================================================================================

                                  UNITED STATES
                       SECURITIES AND EXCHANGE COMMISSION
                             Washington, D.C. 20549

                                   ----------

                                    FORM 8-K

                                 CURRENT REPORT
                     Pursuant to Section 13 or 15(d) of the
                         Securities Exchange Act of 1934


                         DATE OF REPORT: JULY 23, 2003
                (DATE OF EARLIEST EVENT REPORTED: JULY 21, 2003)

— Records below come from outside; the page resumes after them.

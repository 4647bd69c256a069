//! Top-level extraction pipeline
//!
//! Thin coordinator: validates input contracts, runs pre-flight example
//! validation, then hands documents to the annotator. No extraction logic
//! lives here.

use crate::annotator::Annotator;
use crate::config::{ExtractConfig, ValidationLevel};
use crate::error::ExtractError;
use crate::prompt::PromptBuilder;
use crate::validator::PromptValidator;
use grapnel_domain::{
    AnnotatedDocument, Document, ExampleRecord, InferenceOptions, LanguageModel, SchemaAdapter,
};
use std::collections::HashSet;
use std::sync::Arc;
use tracing::info;

/// Wires validator, chunker, annotator, and merger into one entry point
pub struct Pipeline<L: LanguageModel + 'static> {
    model: Arc<L>,
    task_description: String,
    examples: Vec<ExampleRecord>,
    config: ExtractConfig,
    options: InferenceOptions,
    suppress_format_note: bool,
}

impl<L: LanguageModel + 'static> Pipeline<L> {
    /// Create a pipeline, rejecting invalid configuration and examples
    pub fn new(
        model: L,
        task_description: impl Into<String>,
        examples: Vec<ExampleRecord>,
        config: ExtractConfig,
    ) -> Result<Self, ExtractError> {
        config.validate().map_err(ExtractError::InvalidInput)?;

        for (index, example) in examples.iter().enumerate() {
            if example.text.trim().is_empty() {
                return Err(ExtractError::InvalidInput(format!(
                    "example {} has empty text",
                    index
                )));
            }
            for (extraction_index, extraction) in example.extractions.iter().enumerate() {
                if extraction.class.is_empty() {
                    return Err(ExtractError::InvalidInput(format!(
                        "example {} extraction {} has an empty class",
                        index, extraction_index
                    )));
                }
            }
        }

        Ok(Self {
            model: Arc::new(model),
            task_description: task_description.into(),
            examples,
            config,
            options: InferenceOptions::default(),
            suppress_format_note: false,
        })
    }

    /// Override the inference options
    pub fn with_options(mut self, options: InferenceOptions) -> Self {
        self.options = options;
        self
    }

    /// Derive provider configuration from the examples via a schema adapter
    ///
    /// The artifact's config merges into the inference options; when the
    /// provider enforces the schema natively, the prompt's format note is
    /// suppressed.
    pub fn with_schema(mut self, adapter: &dyn SchemaAdapter) -> Result<Self, ExtractError> {
        let artifact = adapter.from_examples(&self.examples)?;
        self.options
            .provider_config
            .extend(artifact.to_provider_config());
        self.suppress_format_note = !artifact.requires_raw_output();
        Ok(self)
    }

    /// Extract and ground records from a batch of documents
    ///
    /// Pre-flight example validation runs before any inference; at the
    /// `Error` level an unalignable example aborts the run here.
    pub async fn run(&self, documents: &[Document]) -> Result<Vec<AnnotatedDocument>, ExtractError> {
        let mut seen_ids = HashSet::new();
        for document in documents {
            if document.text.trim().is_empty() {
                return Err(ExtractError::InvalidInput(format!(
                    "document '{}' has empty text",
                    document.id
                )));
            }
            if !seen_ids.insert(document.id.as_str()) {
                return Err(ExtractError::InvalidInput(format!(
                    "duplicate document id '{}' in batch",
                    document.id
                )));
            }
        }

        if self.config.validation_level != ValidationLevel::Off {
            let validator = PromptValidator::new(&self.config);
            let report = validator.validate(&self.examples);
            validator.enforce(&report, self.config.validation_level)?;
        }

        info!(
            documents = documents.len(),
            examples = self.examples.len(),
            model = self.model.model_id(),
            "starting extraction run"
        );

        let mut prompt_builder =
            PromptBuilder::new(self.task_description.clone(), self.examples.clone())
                .with_attribute_suffix(self.config.attribute_suffix.clone());
        if self.suppress_format_note {
            prompt_builder = prompt_builder.without_format_note();
        }

        let annotator = Annotator::new(
            Arc::clone(&self.model),
            prompt_builder,
            self.config.clone(),
            self.options.clone(),
        );
        annotator.annotate_batch(documents).await
    }
}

                          El Paso Natural Gas Company
             (Exact name of registrant as specified in its charter)


                                                              
            DELAWARE                          1-2700                     74-0608280
 (State or other jurisdiction of       (Commission File Number)      (I.R.S. employer
  incorporation or organization)                                    identification number)

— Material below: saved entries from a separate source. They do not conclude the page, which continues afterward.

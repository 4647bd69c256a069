//! Documents and annotated output

use crate::extraction::Extraction;
use serde::{Deserialize, Serialize};

/// An immutable piece of source text
///
/// The id is unique within one extraction batch and links chunks and
/// annotations back to their source without back-references.
#[derive(Debug, Clone, PartialEq, Eq, Serialize, Deserialize)]
pub struct Document {
    /// Batch-unique identifier
    pub id: String,

    /// The source text; never mutated by the pipeline
    pub text: String,
}

impl Document {
    /// Create a document with a generated `doc_<uuid>` id
    pub fn new(text: impl Into<String>) -> Self {
        Self {
            id: format!("doc_{}", uuid::Uuid::new_v4().simple()),
            text: text.into(),
        }
    }

    /// Create a document with a caller-owned id
    pub fn with_id(id: impl Into<String>, text: impl Into<String>) -> Self {
        Self {
            id: id.into(),
            text: text.into(),
        }
    }
}

/// A structured note attached when a chunk degraded instead of aborting
///
/// Produced when a chunk exhausted its inference retries or its output stayed
/// unparseable; the chunk then contributes no extractions.
#[derive(Debug, Clone, PartialEq, Eq, Serialize, Deserialize)]
pub struct ChunkWarning {
    /// Zero-based extraction pass the failure occurred in
    pub pass: u32,
    /// Index of the chunk within the document
    pub chunk_index: usize,
    /// Human-readable failure description
    pub message: String,
}

/// A document plus its ordered, grounded extractions
#[derive(Debug, Clone, PartialEq, Serialize, Deserialize)]
pub struct AnnotatedDocument {
    /// Id of the source document
    pub document_id: String,

    /// The source text the intervals point into
    pub text: String,

    /// Extractions ordered by `(char_start, char_end)`, ties and unaligned
    /// records in emission order
    pub extractions: Vec<Extraction>,

    /// Degradation notes for chunks that produced no output
    #[serde(default, skip_serializing_if = "Vec::is_empty")]
    pub warnings: Vec<ChunkWarning>,
}

impl AnnotatedDocument {
    /// Serialize to one JSON Lines record
    pub fn to_json_line(&self) -> Result<String, serde_json::Error> {
        serde_json::to_string(self)
    }
}

/// Serialize a batch of annotated documents to JSON Lines
pub fn write_jsonl(documents: &[AnnotatedDocument]) -> Result<String, serde_json::Error> {
    let mut out = String::new();
    for document in documents {
        out.push_str(&document.to_json_line()?);
        out.push('\n');
    }
    Ok(out)
}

                                EL PASO BUILDING
                                 1001 LOUISIANA
                              HOUSTON, TEXAS 77002
               (Address of principal executive offices) (Zip Code)


                                 (713) 420-2600
              (Registrant's telephone number, including area code)

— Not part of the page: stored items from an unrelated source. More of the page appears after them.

//! LLM output normalization and schema-guided parsing
//!
//! Turns one raw model completion into a list of proto-extractions. The model
//! may wrap its answer in reasoning tags or code fences, emit JSON or YAML,
//! and use either the `{class: text, class_attributes: {..}}` convention or
//! an explicit `{class, text, attributes}` record shape.

use crate::error::ExtractError;
use grapnel_domain::AttributeValue;
use regex::Regex;
use serde_json::Value;
use std::collections::BTreeMap;
use std::sync::OnceLock;

/// A parsed-but-unaligned extraction produced by the normalizer
#[derive(Debug, Clone, PartialEq)]
pub struct RawExtraction {
    /// Record label taken from the element key or explicit `class` field
    pub class: String,
    /// Span text the model attributed to the record
    pub text: String,
    /// Attribute bag attached to the record
    pub attributes: BTreeMap<String, AttributeValue>,
    /// Zero-based index of the owning list element
    pub group_index: u32,
}

/// Which format a fence hint asks us to try first
#[derive(Debug, Clone, Copy, PartialEq, Eq)]
enum ParseOrder {
    JsonFirst,
    YamlFirst,
}

fn think_re() -> &'static Regex {
    static RE: OnceLock<Regex> = OnceLock::new();
    RE.get_or_init(|| Regex::new(r"(?is)<think>.*?</think>").expect("static pattern"))
}

fn fence_re() -> &'static Regex {
    static RE: OnceLock<Regex> = OnceLock::new();
    RE.get_or_init(|| {
        Regex::new(r"(?s)\A```([A-Za-z0-9_+.-]*)[ \t]*\r?\n(.*?)\r?\n?```\s*\z")
            .expect("static pattern")
    })
}

/// Parses raw LLM output into proto-extractions
#[derive(Debug, Clone)]
pub struct FormatNormalizer {
    wrapper_key: String,
    attribute_suffix: String,
}

impl Default for FormatNormalizer {
    fn default() -> Self {
        Self::new("extractions", "_attributes")
    }
}

impl FormatNormalizer {
    /// Create a normalizer with the given wrapper key and attribute suffix
    pub fn new(wrapper_key: impl Into<String>, attribute_suffix: impl Into<String>) -> Self {
        Self {
            wrapper_key: wrapper_key.into(),
            attribute_suffix: attribute_suffix.into(),
        }
    }

    /// Normalize one completion into proto-extractions
    pub fn normalize(&self, raw: &str) -> Result<Vec<RawExtraction>, ExtractError> {
        let stripped = think_re().replace_all(raw, "");
        let body = stripped.trim();

        let (order, body) = match fence_re().captures(body) {
            Some(caps) => {
                let lang = caps.get(1).map(|m| m.as_str().to_ascii_lowercase());
                let inner = caps.get(2).map(|m| m.as_str()).unwrap_or("");
                let order = match lang.as_deref() {
                    Some("yaml") | Some("yml") => ParseOrder::YamlFirst,
                    _ => ParseOrder::JsonFirst,
                };
                (order, inner.trim().to_string())
            }
            None => (ParseOrder::JsonFirst, body.to_string()),
        };

        let value = self.parse_body(&body, order)?;
        let elements = self.record_list(value)?;

        let mut records = Vec::new();
        for (index, element) in elements.into_iter().enumerate() {
            let object = match element {
                Value::Object(map) => map,
                other => {
                    return Err(ExtractError::FormatParse(format!(
                        "list element {} is not an object: {}",
                        index, other
                    )))
                }
            };
            records.extend(self.element_to_records(index as u32, object)?);
        }
        Ok(records)
    }

    /// Try JSON then YAML (or the reverse, per the fence hint)
    fn parse_body(&self, body: &str, order: ParseOrder) -> Result<Value, ExtractError> {
        fn as_json(body: &str) -> Result<Value, String> {
            serde_json::from_str(body).map_err(|e| e.to_string())
        }
        fn as_yaml(body: &str) -> Result<Value, String> {
            serde_yaml::from_str(body).map_err(|e| e.to_string())
        }

        let (first, second): (fn(&str) -> Result<Value, String>, fn(&str) -> _) = match order {
            ParseOrder::JsonFirst => (as_json, as_yaml),
            ParseOrder::YamlFirst => (as_yaml, as_json),
        };

        first(body).or_else(|first_err| {
            second(body).map_err(|second_err| {
                ExtractError::FormatParse(format!(
                    "body parses as neither JSON nor YAML ({}; {})",
                    first_err, second_err
                ))
            })
        })
    }

    /// Reduce the parsed value to a list of record elements
    fn record_list(&self, value: Value) -> Result<Vec<Value>, ExtractError> {
        match value {
            Value::Array(items) => Ok(items),
            Value::Object(mut map) => {
                if let Some(wrapped) = map.remove(&self.wrapper_key) {
                    match wrapped {
                        Value::Array(items) => Ok(items),
                        other => Err(ExtractError::FormatParse(format!(
                            "wrapper key '{}' must hold a list, got {}",
                            self.wrapper_key, other
                        ))),
                    }
                } else {
                    // A bare single record: wrap it
                    Ok(vec![Value::Object(map)])
                }
            }
            other => Err(ExtractError::FormatParse(format!(
                "expected an object or list of extractions, got {}",
                other
            ))),
        }
    }

    /// Expand one list element into proto-extractions
    fn element_to_records(
        &self,
        group_index: u32,
        object: serde_json::Map<String, Value>,
    ) -> Result<Vec<RawExtraction>, ExtractError> {
        if object.contains_key("class") && object.contains_key("text") {
            return self.explicit_record(group_index, object).map(|r| vec![r]);
        }

        // Convention shape: class keys carry span text, `<class>_attributes`
        // keys carry attribute maps. Key order is the model's emission order.
        let mut records: Vec<RawExtraction> = Vec::new();
        let mut orphan_attrs: Vec<(String, BTreeMap<String, AttributeValue>)> = Vec::new();

        for (key, value) in &object {
            if key.ends_with(&self.attribute_suffix) {
                if let Value::Object(map) = value {
                    let attributes = self.attribute_map(map)?;
                    let class = &key[..key.len() - self.attribute_suffix.len()];
                    if let Some(owner) = records.iter_mut().find(|r| r.class == class) {
                        owner.attributes.extend(attributes);
                    } else {
                        orphan_attrs.push((key.clone(), attributes));
                    }
                    continue;
                }
            }

            records.push(RawExtraction {
                class: key.clone(),
                text: scalar_text(key, value)?,
                attributes: BTreeMap::new(),
                group_index,
            });
        }

        // Attribute maps with no class key in the same element become
        // extractions of their own; the aligner gives them their parent's span
        for (key, attributes) in orphan_attrs {
            records.push(RawExtraction {
                class: key,
                text: String::new(),
                attributes,
                group_index,
            });
        }

        Ok(records)
    }

    /// Parse an explicit `{class, text, attributes}` element
    fn explicit_record(
        &self,
        group_index: u32,
        object: serde_json::Map<String, Value>,
    ) -> Result<RawExtraction, ExtractError> {
        let mut class = String::new();
        let mut text = String::new();
        let mut attributes = BTreeMap::new();

        for (key, value) in &object {
            match key.as_str() {
                "class" => class = scalar_text(key, value)?,
                "text" => text = scalar_text(key, value)?,
                "attributes" => match value {
                    Value::Object(map) => attributes.extend(self.attribute_map(map)?),
                    Value::Null => {}
                    other => {
                        return Err(ExtractError::FormatParse(format!(
                            "'attributes' must be an object, got {}",
                            other
                        )))
                    }
                },
                // Unknown keys are preserved as attributes
                _ => {
                    let value = AttributeValue::from_json(value).ok_or_else(|| {
                        ExtractError::FormatParse(format!(
                            "unsupported attribute shape under key '{}'",
                            key
                        ))
                    })?;
                    attributes.insert(key.clone(), value);
                }
            }
        }

        Ok(RawExtraction {
            class,
            text,
            attributes,
            group_index,
        })
    }

    fn attribute_map(
        &self,
        map: &serde_json::Map<String, Value>,
    ) -> Result<BTreeMap<String, AttributeValue>, ExtractError> {
        let mut attributes = BTreeMap::new();
        for (key, value) in map {
            let value = AttributeValue::from_json(value).ok_or_else(|| {
                ExtractError::FormatParse(format!(
                    "unsupported attribute shape under key '{}'",
                    key
                ))
            })?;
            attributes.insert(key.clone(), value);
        }
        Ok(attributes)
    }
}

/// Span text must be a scalar; lists and objects are malformed here
fn scalar_text(key: &str, value: &Value) -> Result<String, ExtractError> {
    match value {
        Value::String(s) => Ok(s.clone()),
        Value::Number(n) => Ok(n.to_string()),
        Value::Bool(b) => Ok(b.to_string()),
        other => Err(ExtractError::FormatParse(format!(
            "value under key '{}' must be scalar text, got {}",
            key, other
        ))),
    }
}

================================================================================


ITEM 5. OTHER EVENTS AND REGULATION FD DISCLOSURE.

            On July 21, 2003, El Paso Natural Gas Company, a Delaware
corporation (the "Company"), pursuant to a Purchase Agreement dated as of July
16, 2003 (the "Purchase Agreement") among the Company and the initial purchasers
named in Schedule A thereto (collectively, the "Initial Purchasers"), sold
$355,000,000 aggregate principal amount of its 7 5/8% Senior Notes due 2010 (the
"Notes") to the Initial Purchasers (the "Offering"). The Company issued the
Notes pursuant to an indenture dated as of July 21, 2003 between the Company and
Wilmington Trust Company, as trustee (the "Indenture"). The Initial Purchasers
will resell the Notes in private transactions in conformance with Rule 144A or
Regulation S under the Securities Act of 1933, as amended (the "Securities
Act"). The Notes have not been registered under the Securities Act and may not
be offered or sold in the United States absent registration or an applicable
exemption from the registration requirements of the Securities Act. The net
proceeds from the Offering will be approximately $343.5 million after deducting
Initial Purchasers' discounts and estimated offering expenses. The Company
expects to deposit up to $343.5 million into escrow for the benefit of the
settling parties in connection with its settlement of the principal litigation
and claims against it relating to the sale or delivery of natural gas and/or
electricity to or in the Western United States (the Western Energy Settlement).
Until the escrow account is established, the Company expects to maintain the net
proceeds of the offering for working capital purposes. If the Western Energy
Settlement is not approved, or the related escrow account is not established,
the net proceeds will be used for the Company's other working capital and
general corporate purposes.

            On July 21, 2003, the Company entered into a Registration Rights
Agreement with the Initial Purchasers, pursuant to which the Company agreed to
(i) file with the Securities and Exchange Commission within 90 days following
July 21, 2003, a registration statement on an appropriate form under the
Securities Act (the "Exchange Offer Registration Statement") relating to a
registered exchange offer for the Notes under the Securities Act and (ii) use
its reasonable best efforts to cause the Exchange Offer Registration Statement
to be declared effective under the Securities Act within 210 days following July
21, 2003.

            In connection with the closing of the Offering, the Company is
filing certain exhibits as part of this Form 8-K.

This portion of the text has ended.